The Cross-Calibrated Multi-Platform (CCMP) Ocean Surface Wind Vector Analyses is part of the NASA Making Earth System Data Records for Use in Research Environments (MEaSUREs) Program. MEaSUREs, develops consistent global- and continental-scale Earth System Data Records by supporting projects that produce data using proven algorithms and input.  If you use this data, please give [credit](https://podaac.jpl.nasa.gov/MEaSUREs-CCMP?sections=about).  For more information, please review the [documentation](https://podaac-tools.jpl.nasa.gov/drive/files/allData/ccmp/L2.5/docs/ccmp_users_guide.pdf).

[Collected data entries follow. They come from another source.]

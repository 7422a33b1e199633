//! Application state shared across handlers.

use std::sync::Arc;

use sqlx::PgPool;
use url::Url;
use webauthn_rs::prelude::*;

use crate::config::StorefrontConfig;
use crate::shopify::StorefrontClient;

/// Error creating `WebAuthn` configuration.
#[derive(Debug, thiserror::Error)]
pub enum WebauthnConfigError {
    #[error("invalid base_url: {0}")]
    InvalidUrl(#[from] url::ParseError),
    #[error("base_url must have a host")]
    MissingHost,
    #[error("webauthn error: {0}")]
    WebAuthn(#[from] WebauthnError),
}

/// Application state shared across all handlers.
///
/// This struct is cheaply cloneable via `Arc` and provides access to
/// shared resources like database connections and configuration.
#[derive(Clone)]
pub struct AppState {
    inner: Arc<AppStateInner>,
}

struct AppStateInner {
    config: StorefrontConfig,
    pool: PgPool,
    storefront: StorefrontClient,
    webauthn: Webauthn,
}

impl AppState {
    /// Create a new application state.
    ///
    /// # Arguments
    ///
    /// * `config` - Storefront configuration
    /// * `pool` - `PostgreSQL` connection pool
    ///
    /// # Errors
    ///
    /// Returns an error if the `WebAuthn` configuration is invalid.
    pub fn new(config: StorefrontConfig, pool: PgPool) -> Result<Self, WebauthnConfigError> {
        let storefront = StorefrontClient::new(&config.shopify);
        let webauthn = create_webauthn(&config)?;

        Ok(Self {
            inner: Arc::new(AppStateInner {
                config,
                pool,
                storefront,
                webauthn,
            }),
        })
    }

    /// Get a reference to the storefront configuration.
    #[must_use]
    pub fn config(&self) -> &StorefrontConfig {
        &self.inner.config
    }

    /// Get a reference to the database connection pool.
    #[must_use]
    pub fn pool(&self) -> &PgPool {
        &self.inner.pool
    }

    /// Get a reference to the Shopify Storefront API client.
    #[must_use]
    pub fn storefront(&self) -> &StorefrontClient {
        &self.inner.storefront
    }

    /// Get a reference to the `WebAuthn` configuration.
    #[must_use]
    pub fn webauthn(&self) -> &Webauthn {
        &self.inner.webauthn
    }
}

/// Create a `WebAuthn` instance from configuration.
fn create_webauthn(config: &StorefrontConfig) -> Result<Webauthn, WebauthnConfigError> {
    // Parse the base URL to get the origin and RP ID
    let url = Url::parse(&config.base_url)?;

    let rp_id = url
        .host_str()
        .ok_or(WebauthnConfigError::MissingHost)?
        .to_owned();

    let builder = WebauthnBuilder::new(&rp_id, &url)?
        .rp_name("Naked Pineapple")
        .allow_subdomains(false);

    Ok(builder.build()?)
}
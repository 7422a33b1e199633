//! Single order action handlers.

use axum::{
    Form,
    extract::{Path, Query, State},
    http::StatusCode,
    response::{Html, IntoResponse, Redirect},
};
use serde::Deserialize;
use tracing::instrument;

use crate::{
    middleware::auth::RequireAdminAuth,
    shopify::types::{
        FulfillmentHoldInput, FulfillmentHoldReason, RefundCreateInput, RefundLineItemInput,
        RefundRestockType, ReturnCreateInput, ReturnLineItemCreateInput,
    },
    state::AppState,
};

// =============================================================================
// Input Types
// =============================================================================

/// Input for adding/removing a single tag.
#[derive(Debug, Deserialize)]
pub struct TagInput {
    /// Tag to add or remove.
    pub tag: String,
    /// Action: "add" or "remove".
    pub action: String,
}

/// Input for creating a fulfillment.
#[derive(Debug, Deserialize)]
pub struct FulfillInput {
    /// Fulfillment order ID to fulfill.
    pub fulfillment_order_id: String,
    /// Optional tracking company.
    pub tracking_company: Option<String>,
    /// Optional tracking number.
    pub tracking_number: Option<String>,
    /// Optional tracking URL.
    pub tracking_url: Option<String>,
}

/// Input for holding a fulfillment order.
#[derive(Debug, Deserialize)]
pub struct HoldInput {
    /// Reason for the hold.
    pub reason: String,
    /// Additional notes.
    pub reason_notes: Option<String>,
}

/// Input for creating a refund.
#[derive(Debug, Deserialize)]
pub struct RefundInput {
    /// Refund note.
    pub note: Option<String>,
    /// Whether to notify customer.
    pub notify: Option<String>,
    /// Comma-separated line item IDs and quantities (format: "id:qty,id:qty").
    pub line_items: Option<String>,
    /// Shipping refund amount.
    pub shipping_amount: Option<String>,
    /// Whether to do full shipping refund.
    pub full_shipping_refund: Option<String>,
}

/// Input for creating a return.
#[derive(Debug, Deserialize)]
pub struct ReturnInput {
    /// Comma-separated fulfillment line item IDs and quantities (format: "id:qty,id:qty").
    pub line_items: String,
    /// Return reason note.
    pub reason_note: Option<String>,
}

/// Input for capturing payment.
#[derive(Debug, Deserialize)]
pub struct CaptureInput {
    /// Transaction ID to capture.
    pub transaction_id: String,
    /// Amount to capture.
    pub amount: String,
}

/// Query params for archive action.
#[derive(Debug, Deserialize)]
pub struct ArchiveParams {
    /// If true, unarchive instead of archive.
    pub unarchive: Option<bool>,
}

// =============================================================================
// Tag Handlers
// =============================================================================

/// Add or remove a tag from an order (HTMX).
#[instrument(skip(_admin, state))]
pub async fn update_tags(
    RequireAdminAuth(_admin): RequireAdminAuth,
    State(state): State<AppState>,
    Path(id): Path<String>,
    Form(input): Form<TagInput>,
) -> impl IntoResponse {
    let order_id = if id.starts_with("gid://") {
        id.clone()
    } else {
        format!("gid://shopify/Order/{id}")
    };

    let result = if input.action == "remove" {
        state
            .shopify()
            .remove_tags_from_order(&order_id, std::slice::from_ref(&input.tag))
            .await
    } else {
        state
            .shopify()
            .add_tags_to_order(&order_id, std::slice::from_ref(&input.tag))
            .await
    };

    match result {
        Ok(tags) => {
            tracing::info!(order_id = %order_id, action = %input.action, tag = %input.tag, "Tag updated");
            // Return updated tags list as HTML for HTMX swap
            let tags_html: String = tags
                .iter()
                .map(|t| format!(r#"<span class="badge badge-secondary">{t}</span>"#))
                .collect::<Vec<_>>()
                .join(" ");
            Html(tags_html).into_response()
        }
        Err(e) => {
            tracing::error!(order_id = %order_id, error = %e, "Failed to update tag");
            (
                StatusCode::BAD_REQUEST,
                format!("Failed to update tag: {e}"),
            )
                .into_response()
        }
    }
}

// =============================================================================
// Fulfillment Handlers
// =============================================================================

/// Create a fulfillment for an order.
#[instrument(skip(_admin, state))]
pub async fn fulfill(
    RequireAdminAuth(_admin): RequireAdminAuth,
    State(state): State<AppState>,
    Path(id): Path<String>,
    Form(input): Form<FulfillInput>,
) -> impl IntoResponse {
    let fulfillment_order_id = if input.fulfillment_order_id.starts_with("gid://") {
        input.fulfillment_order_id.clone()
    } else {
        format!(
            "gid://shopify/FulfillmentOrder/{}",
            input.fulfillment_order_id
        )
    };

    match state
        .shopify()
        .create_fulfillment(
            &fulfillment_order_id,
            input.tracking_company.as_deref(),
            input.tracking_number.as_deref(),
            input.tracking_url.as_deref(),
        )
        .await
    {
        Ok(fulfillment_id) => {
            tracing::info!(order_id = %id, fulfillment_id = %fulfillment_id, "Fulfillment created");
            let numeric_id = id.split('/').next_back().unwrap_or(&id);
            Redirect::to(&format!("/orders/{numeric_id}")).into_response()
        }
        Err(e) => {
            tracing::error!(order_id = %id, error = %e, "Failed to create fulfillment");
            (
                StatusCode::BAD_REQUEST,
                format!("Failed to create fulfillment: {e}"),
            )
                .into_response()
        }
    }
}

/// Hold a fulfillment order.
#[instrument(skip(_admin, state))]
pub async fn hold_fulfillment(
    RequireAdminAuth(_admin): RequireAdminAuth,
    State(state): State<AppState>,
    Path((order_id, fo_id)): Path<(String, String)>,
    Form(input): Form<HoldInput>,
) -> impl IntoResponse {
    let fulfillment_order_id = if fo_id.starts_with("gid://") {
        fo_id.clone()
    } else {
        format!("gid://shopify/FulfillmentOrder/{fo_id}")
    };

    let reason = match input.reason.to_uppercase().as_str() {
        "AWAITING_PAYMENT" => FulfillmentHoldReason::AwaitingPayment,
        "HIGH_RISK_OF_FRAUD" => FulfillmentHoldReason::HighRiskOfFraud,
        "INCORRECT_ADDRESS" => FulfillmentHoldReason::IncorrectAddress,
        "INVENTORY_OUT_OF_STOCK" => FulfillmentHoldReason::InventoryOutOfStock,
        "UNKNOWN_DELIVERY_DATE" => FulfillmentHoldReason::UnknownDeliveryDate,
        "AWAITING_RETURN_ITEMS" => FulfillmentHoldReason::AwaitingReturnItems,
        _ => FulfillmentHoldReason::Other,
    };

    let hold_input = FulfillmentHoldInput {
        reason,
        reason_notes: input.reason_notes,
        notify_merchant: false,
    };

    match state
        .shopify()
        .hold_fulfillment_order(&fulfillment_order_id, hold_input)
        .await
    {
        Ok(()) => {
            tracing::info!(order_id = %order_id, fulfillment_order_id = %fulfillment_order_id, "Fulfillment order held");
            let numeric_id = order_id.split('/').next_back().unwrap_or(&order_id);
            Redirect::to(&format!("/orders/{numeric_id}")).into_response()
        }
        Err(e) => {
            tracing::error!(fulfillment_order_id = %fulfillment_order_id, error = %e, "Failed to hold fulfillment order");
            (
                StatusCode::BAD_REQUEST,
                format!("Failed to hold fulfillment: {e}"),
            )
                .into_response()
        }
    }
}

/// Release a hold on a fulfillment order.
#[instrument(skip(_admin, state))]
pub async fn release_hold(
    RequireAdminAuth(_admin): RequireAdminAuth,
    State(state): State<AppState>,
    Path((order_id, fo_id)): Path<(String, String)>,
) -> impl IntoResponse {
    let fulfillment_order_id = if fo_id.starts_with("gid://") {
        fo_id.clone()
    } else {
        format!("gid://shopify/FulfillmentOrder/{fo_id}")
    };

    match state
        .shopify()
        .release_fulfillment_order_hold(&fulfillment_order_id)
        .await
    {
        Ok(()) => {
            tracing::info!(order_id = %order_id, fulfillment_order_id = %fulfillment_order_id, "Fulfillment hold released");
            let numeric_id = order_id.split('/').next_back().unwrap_or(&order_id);
            Redirect::to(&format!("/orders/{numeric_id}")).into_response()
        }
        Err(e) => {
            tracing::error!(fulfillment_order_id = %fulfillment_order_id, error = %e, "Failed to release hold");
            (
                StatusCode::BAD_REQUEST,
                format!("Failed to release hold: {e}"),
            )
                .into_response()
        }
    }
}

// =============================================================================
// Refund Handlers
// =============================================================================

/// Calculate suggested refund for an order (HTMX).
///
/// Returns HTML partial with refund calculation details.
#[instrument(skip(_admin, state))]
pub async fn calculate_refund(
    RequireAdminAuth(_admin): RequireAdminAuth,
    State(state): State<AppState>,
    Path(id): Path<String>,
) -> impl IntoResponse {
    let order_id = if id.starts_with("gid://") {
        id.clone()
    } else {
        format!("gid://shopify/Order/{id}")
    };

    match state.shopify().get_suggested_refund(&order_id).await {
        Ok(suggested) => {
            use std::fmt::Write;

            // Return HTML partial for HTMX swap
            let mut line_items_html = String::new();
            for item in &suggested.line_items {
                let _ = write!(
                    line_items_html,
                    r#"<div class="flex justify-between py-2 border-b border-muted">
                        <span>{} (qty: {})</span>
                        <span>Refund: {}</span>
                    </div>"#,
                    item.title, item.original_quantity, item.refund_quantity
                );
            }

            let html = format!(
                r#"<div class="space-y-4">
                    <div class="text-sm text-muted-foreground">Suggested refund calculation</div>
                    <div class="space-y-2">{line_items_html}</div>
                    <div class="border-t border-muted pt-4 space-y-2">
                        <div class="flex justify-between">
                            <span>Subtotal</span>
                            <span>{} {}</span>
                        </div>
                        <div class="flex justify-between">
                            <span>Tax</span>
                            <span>{} {}</span>
                        </div>
                        <div class="flex justify-between font-semibold">
                            <span>Total refund</span>
                            <span>{} {}</span>
                        </div>
                    </div>
                </div>"#,
                suggested.subtotal,
                suggested.currency_code,
                suggested.total_tax,
                suggested.currency_code,
                suggested.amount,
                suggested.currency_code
            );
            Html(html).into_response()
        }
        Err(e) => {
            tracing::error!(order_id = %order_id, error = %e, "Failed to calculate refund");
            (
                StatusCode::BAD_REQUEST,
                format!("Failed to calculate refund: {e}"),
            )
                .into_response()
        }
    }
}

# Accessing cloud satellite data

- CCMP zarr conversion funding: Interagency Implementation and Advanced Concepts Team [IMPACT](https://earthdata.nasa.gov/esds/impact) for the Earth Science Data Systems (ESDS) program and AWS Public Dataset Program
  
### Credits: Tutorial development
* [Dr. Chelle Gentemann](mailto:gentemann@faralloninstitute.org) -  [Twitter](https://twitter.com/ChelleGentemann)   - Farallon Institute

### Zarr data format

 [Zarr](https://zarr.readthedocs.io/en/stable/)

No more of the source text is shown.